Convict’s gang emblem, had to be. He’d worn it on a bandanna around his throat on his first visit.
His voice stayed low. “The cash inside is yours. The mark on it is for the skeleton crew, the people who’ll vouch for me. Leave now, and I’ll drive you wherever you want to go.”
A moment of thick tension played out. The girl kept the wallet, peeking at Convict with a shift from fear to perhaps trust in her eyes. The gang name meant something to her.
At her tiny nod, I breathed a sigh of relief.
With gruff approval, Convict guided her to the window, talking her through how to get down. Annabelle slipped off her heels and perched on the sill. Left alone in the centre of the room, I held my ground, battling a sense of being abandoned. This was what I’d arranged. I didn’t want to go with them.
Convict came to me. “I’m taking you both.”
“No. I can’t go.”
Frustration played out in his features. “You can. You want that fate you spelled out?”
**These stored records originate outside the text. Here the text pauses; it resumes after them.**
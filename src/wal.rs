use crate::bins::SliceExt;
use crate::id::{Lsn, LsnExt, PageId, TxId, TxIdExt};
use anyhow::anyhow;
use std::fs::{File, OpenOptions};
use std::io::{Read, Seek, SeekFrom, Write};
use std::path::{Path, PathBuf};

const WAL_MAGIC: &[u8] = b"db_wal";
const WAL_VERSION: u16 = 0;
const WAL_HEADER_SIZE: usize = 32;

// lsn (8), prev_lsn (8), txid (8), kind (1), reserved (3), payload size (4)
const RECORD_HEADER_SIZE: usize = 32;
const RECORD_CHECKSUM_SIZE: usize = 8;

const WAL_RECORD_BEGIN_KIND: u8 = 1;
const WAL_RECORD_COMMIT_KIND: u8 = 2;
const WAL_RECORD_ABORT_KIND: u8 = 3;
const WAL_RECORD_UPDATE_KIND: u8 = 10;

/// Append-only log of one table. The lsn of a record is its byte offset in the log file.
pub(crate) struct Wal {
    f: File,
    buffer: Vec<u8>,
    offset_end: usize,
    next_lsn: Lsn,
    next_txid: TxId,
}

impl Wal {
    pub(crate) fn path_for(table_path: &Path) -> PathBuf {
        let mut name = table_path.as_os_str().to_owned();
        name.push(".wal");
        PathBuf::from(name)
    }

    pub(crate) fn open(path: &Path, buffer_size: usize) -> anyhow::Result<Self> {
        let mut f = OpenOptions::new()
            .read(true)
            .write(true)
            .create(true)
            .truncate(false)
            .open(path)?;
        if !f.metadata()?.is_file() {
            return Err(anyhow!("wal file is not a regular file"));
        }

        if f.metadata()?.len() < WAL_HEADER_SIZE as u64 {
            let header = WalHeader {
                version: WAL_VERSION,
            };
            let mut header_buff = [0u8; WAL_HEADER_SIZE];
            header.encode(&mut header_buff);
            f.set_len(0)?;
            f.seek(SeekFrom::Start(0))?;
            f.write_all(&header_buff)?;
            f.sync_all()?;
        } else {
            let mut header_buff = [0u8; WAL_HEADER_SIZE];
            f.seek(SeekFrom::Start(0))?;
            f.read_exact(&mut header_buff)?;
            if header_buff[0..6].cmp(WAL_MAGIC).is_ne() {
                return Err(anyhow!("the file is not a wal file"));
            }
            let header =
                WalHeader::decode(&header_buff).ok_or_else(|| anyhow!("corrupted wal file"))?;
            if header.version != WAL_VERSION {
                return Err(anyhow!("unsupported WAL version: {}", header.version));
            }
        }

        let mut wal = Self {
            f,
            buffer: vec![0u8; buffer_size],
            offset_end: 0,
            next_lsn: Lsn::new(WAL_HEADER_SIZE as u64),
            next_txid: TxId::new(1).unwrap(),
        };
        wal.analyze()?;
        Ok(wal)
    }

    fn analyze(&mut self) -> anyhow::Result<()> {
        let mut lsn = Lsn::new(WAL_HEADER_SIZE as u64);
        let mut buff = Vec::new();
        let mut max_txid = None;
        let mut unfinished = None;
        while let Some(entry) = self.read_at(lsn, &mut buff)? {
            max_txid = max_txid.max(Some(entry.txid));
            match entry.record {
                WalRecord::Begin => unfinished = Some(entry.txid),
                WalRecord::Commit | WalRecord::Abort => unfinished = None,
                WalRecord::Update { .. } => (),
            }
            lsn.add_assign(entry.size() as u64);
        }

        let file_size = self.f.metadata()?.len();
        if lsn.get() < file_size {
            log::warn!(
                "discarding {} bytes of incomplete records at the end of the wal",
                file_size - lsn.get()
            );
            self.f.set_len(lsn.get())?;
            self.f.sync_all()?;
        }
        if let Some(txid) = unfinished {
            log::warn!("transaction {txid:?} was never finished, its changes are not reverted");
        }

        self.next_lsn = lsn;
        if let Some(txid) = max_txid {
            self.next_txid = txid.next();
        }
        Ok(())
    }

    pub(crate) fn next_txid(&mut self) -> TxId {
        let txid = self.next_txid;
        self.next_txid = txid.next();
        txid
    }

    pub(crate) fn append(
        &mut self,
        txid: TxId,
        prev_lsn: Option<Lsn>,
        record: WalRecord,
    ) -> anyhow::Result<Lsn> {
        let lsn = self.next_lsn;
        let entry = WalEntry {
            lsn,
            prev_lsn,
            txid,
            record,
        };
        let size = entry.size();

        if self.offset_end + size > self.buffer.len() {
            self.flush()?;
        }
        if size > self.buffer.len() {
            let mut buff = vec![0u8; size];
            entry.encode(&mut buff);
            self.f.seek(SeekFrom::End(0))?;
            self.f.write_all(&buff)?;
        } else {
            let offset_end = self.offset_end;
            entry.encode(&mut self.buffer[offset_end..offset_end + size]);
            self.offset_end += size;
        }

        self.next_lsn.add_assign(size as u64);
        Ok(lsn)
    }

    pub(crate) fn flush(&mut self) -> anyhow::Result<()> {
        if self.offset_end == 0 {
            return Ok(());
        }
        self.f.seek(SeekFrom::End(0))?;
        self.f.write_all(&self.buffer[..self.offset_end])?;
        self.offset_end = 0;
        Ok(())
    }

    pub(crate) fn sync(&mut self) -> anyhow::Result<()> {
        self.flush()?;
        self.f.sync_all()?;
        Ok(())
    }

    /// Reads the record starting at `lsn` into `buff`. Only flushed records are visible.
    /// Returns `None` when there is no complete, valid record at that position.
    pub(crate) fn read_at<'a>(
        &mut self,
        lsn: Lsn,
        buff: &'a mut Vec<u8>,
    ) -> anyhow::Result<Option<WalEntry<'a>>> {
        let file_size = self.f.metadata()?.len();
        if lsn.get() + (RECORD_HEADER_SIZE + RECORD_CHECKSUM_SIZE) as u64 > file_size {
            return Ok(None);
        }

        buff.resize(RECORD_HEADER_SIZE, 0);
        self.f.seek(SeekFrom::Start(lsn.get()))?;
        self.f.read_exact(&mut buff[..RECORD_HEADER_SIZE])?;
        let payload_size = buff[28..32].read_u32() as usize;
        let size = RECORD_HEADER_SIZE + payload_size + RECORD_CHECKSUM_SIZE;
        if lsn.get() + size as u64 > file_size {
            return Ok(None);
        }
        buff.resize(size, 0);
        self.f.read_exact(&mut buff[RECORD_HEADER_SIZE..])?;

        match WalEntry::decode(buff) {
            Some(entry) if entry.lsn == lsn => Ok(Some(entry)),
            _ => Ok(None),
        }
    }

    pub(crate) fn close(mut self) -> anyhow::Result<()> {
        self.sync()
    }
}

struct WalHeader {
    version: u16,
}

impl WalHeader {
    fn decode(buff: &[u8]) -> Option<Self> {
        let version = buff[6..8].read_u16();
        let stored_checksum = buff[24..32].read_u64();
        let calculated_checksum = crc64::crc64(0, &buff[0..24]);
        if stored_checksum != calculated_checksum {
            return None;
        }
        Some(WalHeader { version })
    }

    fn encode(&self, buff: &mut [u8]) {
        buff[0..6].copy_from_slice(WAL_MAGIC);
        buff[6..8].copy_from_slice(&self.version.to_be_bytes());
        buff[8..24].fill(0);
        let checksum = crc64::crc64(0, &buff[0..24]);
        buff[24..32].copy_from_slice(&checksum.to_be_bytes());
    }
}

#[derive(Debug, PartialEq, Eq)]
pub(crate) enum WalRecord<'a> {
    Begin,
    Commit,
    Abort,
    /// Bytes `[offset, offset + before.len())` of the page changed from `before` to `after`.
    Update {
        pgid: PageId,
        offset: u16,
        before: &'a [u8],
        after: &'a [u8],
    },
}

impl<'a> WalRecord<'a> {
    fn kind(&self) -> u8 {
        match self {
            WalRecord::Begin => WAL_RECORD_BEGIN_KIND,
            WalRecord::Commit => WAL_RECORD_COMMIT_KIND,
            WalRecord::Abort => WAL_RECORD_ABORT_KIND,
            WalRecord::Update { .. } => WAL_RECORD_UPDATE_KIND,
        }
    }

    fn size(&self) -> usize {
        match self {
            WalRecord::Begin | WalRecord::Commit | WalRecord::Abort => 0,
            WalRecord::Update { before, after, .. } => 8 + 2 + 2 + before.len() + after.len(),
        }
    }

    fn encode(&self, buff: &mut [u8]) {
        match self {
            WalRecord::Begin | WalRecord::Commit | WalRecord::Abort => (),
            WalRecord::Update {
                pgid,
                offset,
                before,
                after,
            } => {
                assert_eq!(before.len(), after.len());
                let len = before.len();
                buff[0..8].copy_from_slice(&pgid.get().to_be_bytes());
                buff[8..10].copy_from_slice(&offset.to_be_bytes());
                buff[10..12].copy_from_slice(&(len as u16).to_be_bytes());
                buff[12..12 + len].copy_from_slice(before);
                buff[12 + len..12 + 2 * len].copy_from_slice(after);
            }
        }
    }

    fn decode(buff: &'a [u8], kind: u8) -> Option<Self> {
        match kind {
            WAL_RECORD_BEGIN_KIND => Some(WalRecord::Begin),
            WAL_RECORD_COMMIT_KIND => Some(WalRecord::Commit),
            WAL_RECORD_ABORT_KIND => Some(WalRecord::Abort),
            WAL_RECORD_UPDATE_KIND => {
                if buff.len() < 12 {
                    return None;
                }
                let pgid = PageId::from_be_bytes(buff[0..8].try_into().unwrap());
                let offset = buff[8..10].read_u16();
                let len = buff[10..12].read_u16() as usize;
                if buff.len() != 12 + 2 * len {
                    return None;
                }
                Some(WalRecord::Update {
                    pgid,
                    offset,
                    before: &buff[12..12 + len],
                    after: &buff[12 + len..12 + 2 * len],
                })
            }
            _ => None,
        }
    }
}

#[derive(Debug, PartialEq, Eq)]
pub(crate) struct WalEntry<'a> {
    pub(crate) lsn: Lsn,
    pub(crate) prev_lsn: Option<Lsn>,
    pub(crate) txid: TxId,
    pub(crate) record: WalRecord<'a>,
}

impl<'a> WalEntry<'a> {
    pub(crate) fn size(&self) -> usize {
        RECORD_HEADER_SIZE + self.record.size() + RECORD_CHECKSUM_SIZE
    }

    fn encode(&self, buff: &mut [u8]) {
        let payload_size = self.record.size();
        assert_eq!(self.size(), buff.len());

        buff[0..8].copy_from_slice(&self.lsn.to_be_bytes());
        buff[8..16].copy_from_slice(&self.prev_lsn.to_be_bytes());
        buff[16..24].copy_from_slice(&self.txid.to_be_bytes());
        buff[24] = self.record.kind();
        buff[25..28].fill(0);
        buff[28..32].copy_from_slice(&(payload_size as u32).to_be_bytes());
        self.record
            .encode(&mut buff[RECORD_HEADER_SIZE..RECORD_HEADER_SIZE + payload_size]);

        let next = RECORD_HEADER_SIZE + payload_size;
        let checksum = crc64::crc64(0, &buff[0..next]);
        buff[next..next + 8].copy_from_slice(&checksum.to_be_bytes());
    }

    fn decode(buff: &'a [u8]) -> Option<Self> {
        if buff.len() < RECORD_HEADER_SIZE + RECORD_CHECKSUM_SIZE {
            return None;
        }
        let payload_size = buff[28..32].read_u32() as usize;
        let next = RECORD_HEADER_SIZE + payload_size;
        if buff.len() != next + RECORD_CHECKSUM_SIZE {
            return None;
        }

        let calculated_checksum = crc64::crc64(0, &buff[0..next]);
        let stored_checksum = buff[next..].read_u64();
        if calculated_checksum != stored_checksum {
            return None;
        }

        let lsn = Lsn::from_be_bytes(buff[0..8].try_into().unwrap())?;
        let prev_lsn = Lsn::from_be_bytes(buff[8..16].try_into().unwrap());
        let txid = TxId::from_be_bytes(buff[16..24].try_into().unwrap())?;
        let record = WalRecord::decode(&buff[RECORD_HEADER_SIZE..next], buff[24])?;
        Some(WalEntry {
            lsn,
            prev_lsn,
            txid,
            record,
        })
    }
}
“It won’t happen to me. Believe me.”
“I won’t leave without you.”
“You don’t have a choice.”
Without a word, he palmed my jaw and gazed into my eyes. Then he pressed his lips to mine in a shocking, electrifying kiss. It was over before it began, and I swayed after him as if I wanted more.
“My heartbeat, my blood pressure, my dick. This is what you do to me. Tell me again how we’re strangers.” His lips curled at the edges.
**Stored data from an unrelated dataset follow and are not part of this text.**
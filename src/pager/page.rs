use crate::bins::SliceExt;
use crate::id::{PageId, PageIdExt};
use anyhow::anyhow;
use std::ops::Range;

pub(crate) const PAGE_SIZE: usize = 0x1000;
pub const VALUE_SIZE: usize = 120;

const PAGE_HEADER_SIZE: usize = 128;
const PAGE_HEADER_LINK_RANGE: Range<usize> = 0..8;
const PAGE_HEADER_IS_LEAF_RANGE: Range<usize> = 8..12;
const PAGE_HEADER_COUNT_RANGE: Range<usize> = 12..16;
const PAGE_HEADER_RESERVED_RANGE: Range<usize> = 16..120;
const PAGE_HEADER_SIBLING_RANGE: Range<usize> = 120..128;

const RECORD_SIZE: usize = 8 + VALUE_SIZE;
const RECORD_KEY_RANGE: Range<usize> = 0..8;
const RECORD_VALUE_RANGE: Range<usize> = 8..RECORD_SIZE;

const ENTRY_SIZE: usize = 16;
const ENTRY_KEY_RANGE: Range<usize> = 0..8;
const ENTRY_CHILD_RANGE: Range<usize> = 8..16;

pub(crate) const RECORD_PER_PAGE: usize = (PAGE_SIZE - PAGE_HEADER_SIZE) / RECORD_SIZE;
pub(crate) const ENTRY_PER_PAGE: usize = (PAGE_SIZE - PAGE_HEADER_SIZE) / ENTRY_SIZE;

// Working sizes of the overflow buffers built during a split: a full page plus the item
// being inserted.
pub(crate) const RECORD_ORDER: usize = RECORD_PER_PAGE + 1;
pub(crate) const ENTRY_ORDER: usize = ENTRY_PER_PAGE + 1;

const HEADER_FREE_LIST_RANGE: Range<usize> = 0..8;
const HEADER_ROOT_RANGE: Range<usize> = 8..16;
const HEADER_PAGE_COUNT_RANGE: Range<usize> = 16..24;

pub(crate) const HEADER_PAGE: PageId = PageId::new(0);
pub(crate) const FREE_LIST_HEAD: PageId = PageId::new(1);
pub(crate) const INITIAL_ROOT: PageId = PageId::new(2);
pub(crate) const INITIAL_PAGE_COUNT: u64 = 3;

macro_rules! const_assert {
    ($($tt:tt)*) => {
        const _: () = assert!($($tt)*);
    }
}

const fn range_size(range: Range<usize>) -> usize {
    range.end - range.start
}

const_assert!(range_size(PAGE_HEADER_LINK_RANGE) == 8);
const_assert!(range_size(PAGE_HEADER_IS_LEAF_RANGE) == 4);
const_assert!(range_size(PAGE_HEADER_COUNT_RANGE) == 4);
const_assert!(PAGE_HEADER_RESERVED_RANGE.start == PAGE_HEADER_COUNT_RANGE.end);
const_assert!(PAGE_HEADER_RESERVED_RANGE.end == PAGE_HEADER_SIBLING_RANGE.start);
const_assert!(range_size(PAGE_HEADER_SIBLING_RANGE) == 8);
const_assert!(PAGE_HEADER_SIBLING_RANGE.end == PAGE_HEADER_SIZE);

const_assert!(range_size(RECORD_KEY_RANGE) == 8);
const_assert!(range_size(RECORD_VALUE_RANGE) == VALUE_SIZE);
const_assert!(range_size(ENTRY_KEY_RANGE) == 8);
const_assert!(ENTRY_CHILD_RANGE.end == ENTRY_SIZE);

const_assert!(PAGE_HEADER_SIZE + RECORD_PER_PAGE * RECORD_SIZE == PAGE_SIZE);
const_assert!(PAGE_HEADER_SIZE + ENTRY_PER_PAGE * ENTRY_SIZE == PAGE_SIZE);
const_assert!(RECORD_PER_PAGE == 31);
const_assert!(ENTRY_PER_PAGE == 248);

const_assert!(HEADER_PAGE_COUNT_RANGE.end <= PAGE_SIZE);

/// Number of items kept on the left side when `len` items are divided in two. Odd lengths
/// round up.
pub(crate) const fn cut(len: usize) -> usize {
    (len + 1) / 2
}

/// Fixed-width value stored next to every key. Shorter inputs are padded with zero bytes.
#[derive(Clone, Copy, PartialEq, Eq)]
pub struct Value([u8; VALUE_SIZE]);

impl Value {
    pub fn new(bytes: &[u8]) -> anyhow::Result<Self> {
        if bytes.len() > VALUE_SIZE {
            return Err(anyhow!(
                "value must be at most {VALUE_SIZE} bytes, but got {}",
                bytes.len()
            ));
        }
        let mut value = [0u8; VALUE_SIZE];
        value[..bytes.len()].copy_from_slice(bytes);
        Ok(Self(value))
    }

    /// The stored bytes without the trailing zero padding. Zero bytes at the end of the
    /// original input are indistinguishable from the padding and are dropped too.
    pub fn as_bytes(&self) -> &[u8] {
        let len = self
            .0
            .iter()
            .rposition(|b| *b != 0)
            .map(|i| i + 1)
            .unwrap_or(0);
        &self.0[..len]
    }

    pub fn raw(&self) -> &[u8; VALUE_SIZE] {
        &self.0
    }

    fn from_raw(buff: &[u8]) -> Self {
        let mut value = [0u8; VALUE_SIZE];
        value.copy_from_slice(&buff[..VALUE_SIZE]);
        Self(value)
    }
}

impl std::fmt::Debug for Value {
    fn fmt(&self, f: &mut std::fmt::Formatter<'_>) -> std::fmt::Result {
        write!(f, "Value({:?})", String::from_utf8_lossy(self.as_bytes()))
    }
}

#[derive(Clone, Copy, Debug, PartialEq, Eq)]
pub(crate) struct Record {
    pub(crate) key: i64,
    pub(crate) value: Value,
}

#[derive(Clone, Copy, Debug, PartialEq, Eq)]
pub(crate) struct Entry {
    pub(crate) key: i64,
    pub(crate) child: PageId,
}

/// Table-wide bookkeeping stored at the beginning of page 0.
#[derive(Clone, Copy, Debug, PartialEq, Eq)]
pub(crate) struct HeaderPage {
    pub(crate) free_list: PageId,
    pub(crate) root: PageId,
    pub(crate) page_count: u64,
}

impl HeaderPage {
    pub(crate) fn initial() -> Self {
        Self {
            free_list: FREE_LIST_HEAD,
            root: INITIAL_ROOT,
            page_count: INITIAL_PAGE_COUNT,
        }
    }

    pub(crate) fn decode(buff: &[u8]) -> anyhow::Result<Self> {
        let Some(free_list) = decode_pgid(&buff[HEADER_FREE_LIST_RANGE])? else {
            return Err(anyhow!("found an empty free list field when decoding header page"));
        };
        let Some(root) = decode_pgid(&buff[HEADER_ROOT_RANGE])? else {
            return Err(anyhow!("found an empty root field when decoding header page"));
        };
        let page_count = buff[HEADER_PAGE_COUNT_RANGE].read_le_u64();
        Ok(Self {
            free_list,
            root,
            page_count,
        })
    }

    pub(crate) fn encode(&self, buff: &mut [u8]) {
        buff[HEADER_FREE_LIST_RANGE].copy_from_slice(&self.free_list.to_le_offset());
        buff[HEADER_ROOT_RANGE].copy_from_slice(&self.root.to_le_offset());
        buff[HEADER_PAGE_COUNT_RANGE].copy_from_slice(&self.page_count.to_le_bytes());
    }
}

#[derive(Clone, Debug, PartialEq, Eq)]
pub(crate) struct LeafNode {
    pub(crate) parent: Option<PageId>,
    pub(crate) records: Vec<Record>,
    pub(crate) next: Option<PageId>,
}

impl LeafNode {
    pub(crate) fn empty() -> Self {
        Self {
            parent: None,
            records: Vec::with_capacity(RECORD_ORDER),
            next: None,
        }
    }

    pub(crate) fn position(&self, key: i64) -> Result<usize, usize> {
        self.records.binary_search_by_key(&key, |record| record.key)
    }
}

#[derive(Clone, Debug, PartialEq, Eq)]
pub(crate) struct InternalNode {
    pub(crate) parent: Option<PageId>,
    pub(crate) leftmost: PageId,
    pub(crate) entries: Vec<Entry>,
}

impl InternalNode {
    /// The subtree that may contain `key`: the child of the greatest separator that is not
    /// greater than `key`, or the leftmost child when every separator is greater.
    pub(crate) fn child_for(&self, key: i64) -> PageId {
        let i = self.entries.partition_point(|entry| entry.key <= key);
        if i == 0 {
            self.leftmost
        } else {
            self.entries[i - 1].child
        }
    }

    /// Position of `child` among the children: 0 is the leftmost child, `i + 1` is the child
    /// of `entries[i]`.
    pub(crate) fn child_position(&self, child: PageId) -> Option<usize> {
        if self.leftmost == child {
            return Some(0);
        }
        self.entries
            .iter()
            .position(|entry| entry.child == child)
            .map(|i| i + 1)
    }

    pub(crate) fn child_at(&self, position: usize) -> PageId {
        if position == 0 {
            self.leftmost
        } else {
            self.entries[position - 1].child
        }
    }

    pub(crate) fn children(&self) -> impl Iterator<Item = PageId> + '_ {
        std::iter::once(self.leftmost).chain(self.entries.iter().map(|entry| entry.child))
    }
}

#[derive(Clone, Debug, PartialEq, Eq)]
pub(crate) enum Node {
    Leaf(LeafNode),
    Internal(InternalNode),
}

impl Node {
    pub(crate) fn decode(buff: &[u8]) -> anyhow::Result<Self> {
        assert_eq!(PAGE_SIZE, buff.len());

        let parent = decode_pgid(&buff[PAGE_HEADER_LINK_RANGE])?;
        let is_leaf = buff[PAGE_HEADER_IS_LEAF_RANGE].read_le_i32();
        let count = buff[PAGE_HEADER_COUNT_RANGE].read_le_i32();
        let sibling = decode_pgid(&buff[PAGE_HEADER_SIBLING_RANGE])?;
        if count < 0 {
            return Err(anyhow!("page has a negative key count {count}"));
        }
        let count = count as usize;

        match is_leaf {
            1 => {
                if count > RECORD_PER_PAGE {
                    return Err(anyhow!(
                        "leaf page holds {count} records, but capacity is {RECORD_PER_PAGE}"
                    ));
                }
                let mut records = Vec::with_capacity(RECORD_ORDER);
                for i in 0..count {
                    let offset = PAGE_HEADER_SIZE + i * RECORD_SIZE;
                    let cell = &buff[offset..offset + RECORD_SIZE];
                    records.push(Record {
                        key: cell[RECORD_KEY_RANGE].read_le_i64(),
                        value: Value::from_raw(&cell[RECORD_VALUE_RANGE]),
                    });
                }
                Ok(Node::Leaf(LeafNode {
                    parent,
                    records,
                    next: sibling,
                }))
            }
            0 => {
                if count > ENTRY_PER_PAGE {
                    return Err(anyhow!(
                        "internal page holds {count} entries, but capacity is {ENTRY_PER_PAGE}"
                    ));
                }
                let Some(leftmost) = sibling else {
                    return Err(anyhow!("got zero leftmost child on internal page"));
                };
                let mut entries = Vec::with_capacity(ENTRY_ORDER);
                for i in 0..count {
                    let offset = PAGE_HEADER_SIZE + i * ENTRY_SIZE;
                    let cell = &buff[offset..offset + ENTRY_SIZE];
                    let Some(child) = decode_pgid(&cell[ENTRY_CHILD_RANGE])? else {
                        return Err(anyhow!("got zero child on internal page entry={i}"));
                    };
                    entries.push(Entry {
                        key: cell[ENTRY_KEY_RANGE].read_le_i64(),
                        child,
                    });
                }
                Ok(Node::Internal(InternalNode {
                    parent,
                    leftmost,
                    entries,
                }))
            }
            _ => Err(anyhow!("page kind {is_leaf} is not recognized")),
        }
    }

    pub(crate) fn encode(&self, buff: &mut [u8]) {
        assert_eq!(PAGE_SIZE, buff.len());
        buff.fill(0);

        match self {
            Node::Leaf(leaf) => {
                assert!(leaf.records.len() <= RECORD_PER_PAGE);
                buff[PAGE_HEADER_LINK_RANGE].copy_from_slice(&leaf.parent.to_le_offset());
                buff[PAGE_HEADER_IS_LEAF_RANGE].copy_from_slice(&1i32.to_le_bytes());
                buff[PAGE_HEADER_COUNT_RANGE]
                    .copy_from_slice(&(leaf.records.len() as i32).to_le_bytes());
                buff[PAGE_HEADER_SIBLING_RANGE].copy_from_slice(&leaf.next.to_le_offset());
                for (i, record) in leaf.records.iter().enumerate() {
                    let offset = PAGE_HEADER_SIZE + i * RECORD_SIZE;
                    let cell = &mut buff[offset..offset + RECORD_SIZE];
                    cell[RECORD_KEY_RANGE].copy_from_slice(&record.key.to_le_bytes());
                    cell[RECORD_VALUE_RANGE].copy_from_slice(record.value.raw());
                }
            }
            Node::Internal(node) => {
                assert!(node.entries.len() <= ENTRY_PER_PAGE);
                buff[PAGE_HEADER_LINK_RANGE].copy_from_slice(&node.parent.to_le_offset());
                buff[PAGE_HEADER_COUNT_RANGE]
                    .copy_from_slice(&(node.entries.len() as i32).to_le_bytes());
                buff[PAGE_HEADER_SIBLING_RANGE].copy_from_slice(&node.leftmost.to_le_offset());
                for (i, entry) in node.entries.iter().enumerate() {
                    let offset = PAGE_HEADER_SIZE + i * ENTRY_SIZE;
                    let cell = &mut buff[offset..offset + ENTRY_SIZE];
                    cell[ENTRY_KEY_RANGE].copy_from_slice(&entry.key.to_le_bytes());
                    cell[ENTRY_CHILD_RANGE].copy_from_slice(&entry.child.to_le_offset());
                }
            }
        }
    }

    pub(crate) fn parent(&self) -> Option<PageId> {
        match self {
            Node::Leaf(leaf) => leaf.parent,
            Node::Internal(node) => node.parent,
        }
    }

    pub(crate) fn len(&self) -> usize {
        match self {
            Node::Leaf(leaf) => leaf.records.len(),
            Node::Internal(node) => node.entries.len(),
        }
    }

    /// Minimum occupancy of a non-root page of this kind.
    pub(crate) fn min_len(&self) -> usize {
        match self {
            Node::Leaf(_) => cut(RECORD_ORDER - 1),
            Node::Internal(_) => cut(ENTRY_ORDER - 1),
        }
    }

    pub(crate) fn into_internal(self) -> InternalNode {
        match self {
            Node::Internal(node) => node,
            Node::Leaf(_) => panic!("expected an internal page, but got a leaf page"),
        }
    }
}

/// Reads the parent-or-free-link field of any page.
pub(crate) fn read_link(buff: &[u8]) -> anyhow::Result<Option<PageId>> {
    decode_pgid(&buff[PAGE_HEADER_LINK_RANGE])
}

/// Overwrites only the parent-or-free-link field, leaving the rest of the page intact.
pub(crate) fn write_link(buff: &mut [u8], link: Option<PageId>) {
    buff[PAGE_HEADER_LINK_RANGE].copy_from_slice(&link.to_le_offset());
}

/// Turns the page into a free page pointing at `next`.
pub(crate) fn init_free(buff: &mut [u8], next: Option<PageId>) {
    buff.fill(0);
    write_link(buff, next);
}

/// Layout of a page that was just handed out by the allocator: empty, but marked as in use so
/// that it can never be mistaken for a free page.
pub(crate) fn init_in_use(buff: &mut [u8]) {
    buff.fill(0);
    buff[PAGE_HEADER_IS_LEAF_RANGE].copy_from_slice(&1i32.to_le_bytes());
}

/// A page is laid out as a free page when nothing but its link field is set.
pub(crate) fn is_free_layout(buff: &[u8]) -> bool {
    buff[PAGE_HEADER_LINK_RANGE.end..].iter().all(|b| *b == 0)
}

fn decode_pgid(buff: &[u8]) -> anyhow::Result<Option<PageId>> {
    let offset = buff.read_le_u64();
    if offset % PAGE_SIZE as u64 != 0 {
        return Err(anyhow!("page offset {offset} is not aligned to the page size"));
    }
    Ok(PageId::from_offset(offset))
}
At my back, the door opened, and I whipped around to see Esther. She froze, staring at us then at a disappearing Annabelle.
“What the hell are you doing?” Esther spat.
I made a gesture for her to stay silent, but she turned and fled into the hall.
I spun back to Convict. “Go! If she tells someone, they’ll catch you outside.” Then a lie fell from my lips. “Nothing will happen until midnight anyway. After that, I’ll have what I want and can leave. Alone, stranger. I don’t want or need your help.”
There was calculation in his eyes. He was deciding he could do both, free Annabelle then return for me. It was clear in his pursed lips then eventual nod.
He went.
It was all I could do to stare after him with my fingertips pressed to my mouth. Convict disappeared from sight, and I darted to the window. Down the alley, I caught a glimpse of the two figures, escaping to a car. Taillights flashed, moved out, then they were gone.
I’d done it. Annabelle wouldn’t get hurt.
I only had to ensure the same proved true for me.
Chapter 8
Convict
Playing taxi service to a scared kid hadn’t been on my bingo card tonight, and driving Mila’s foundling out to a run-down suburb in the outskirts of Deadwater nearly cost me my ass. I was running out of time to get back for the interview.
I watched Annabelle to the door, eyed the woman who answered it, a two-decades-older replica of the kid, then burned rubber back to the warehouse.
The sliver of moon tonight darkened the shadows, and the city felt all the more menacing. I fitted in perfectly to the murky aesthetic. If there were people out here who wanted to kill me, they had to get in line.
Outside our headquarters, I had seconds to spare, but as I stepped from the car, I instinctively reached for the tablet so I could check in with Mila on the cameras.
Fuck, no. She’d told me nothing would happen for hours. I didn’t trust that claim for shit, but for a more pressing point. She didn’t want my interference.
Every part of this felt wrong. The urge to return to that room and throw her over my shoulder nearly floored me, but Mila had made her decision. Whatever the pull towards her, she didn’t feel the same. We didn’t know each other, and she didn’t care.